Records from a collection
··········

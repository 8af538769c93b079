use thiserror::Error;

use crate::auth::Role;
use crate::entry::Status;
use crate::store::StoreError;

#[derive(Debug, Error)]
pub enum GradeFixError {
    #[error("Sync error: {0}")]
    Sync(#[from] SyncError),

    #[error("{0}")]
    Lifecycle(#[from] LifecycleError),

    #[error("{0}")]
    Auth(#[from] AuthError),

    #[error("Entry not found: {0}")]
    EntryNotFound(String),

    #[error("Import error on line {line}: {reason}")]
    Import { line: usize, reason: String },

    #[error("IO error: {0}")]
    Io(#[from] std::io::Error),

    #[error("JSON error: {0}")]
    Json(#[from] serde_json::Error),

    #[error("TOML parse error: {0}")]
    Toml(#[from] toml::de::Error),
}

/// The only two failure kinds the sync layer distinguishes.
///
/// Both are recovered the same way: fall back to the Local Cache and raise
/// the offline indicator.
#[derive(Debug, Clone, PartialEq, Eq, Error)]
pub enum SyncError {
    #[error("remote store unavailable: {0}")]
    RemoteUnavailable(String),

    #[error("remote store is not configured (set api_key and project_id)")]
    ConfigMissing,
}

impl From<StoreError> for SyncError {
    fn from(err: StoreError) -> Self {
        SyncError::RemoteUnavailable(err.to_string())
    }
}

/// Rejections from the entry lifecycle. None of them cause a write.
#[derive(Debug, Clone, PartialEq, Eq, Error)]
pub enum LifecycleError {
    #[error("a new grade is required to mark an entry as resolved")]
    MissingNewGrade,

    #[error("cannot move an entry from {from} to {to}")]
    InvalidTransition { from: Status, to: Status },

    #[error("deletion was not confirmed")]
    NotConfirmed,

    #[error("{role} accounts may not move entries to {to}")]
    NotPermitted { role: Role, to: Status },

    #[error("missing required field: {0}")]
    IncompleteDraft(&'static str),

    #[error("'{0}' is not a valid new grade (use 1, 1.5, 2, 2.5, 3, 3.5 or 4)")]
    InvalidNewGrade(String),

    #[error("{role} accounts may not edit this {status} entry")]
    NotEditable { role: Role, status: Status },
}

#[derive(Debug, Clone, PartialEq, Eq, Error)]
pub enum AuthError {
    #[error("invalid username or password")]
    InvalidCredentials,

    #[error("current password is incorrect")]
    WrongOldPassword,

    #[error("new password must be at least {min} characters")]
    PasswordTooShort { min: usize },

    #[error("new password and confirmation do not match")]
    PasswordMismatch,
}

··········

What this task involves
Each line with the word "accounts" in the records above belongs in the result; copy all of them.

Solved exercise
    #[error("{role} accounts may not move entries to {to}")]
    #[error("{role} accounts may not edit this {status} entry")]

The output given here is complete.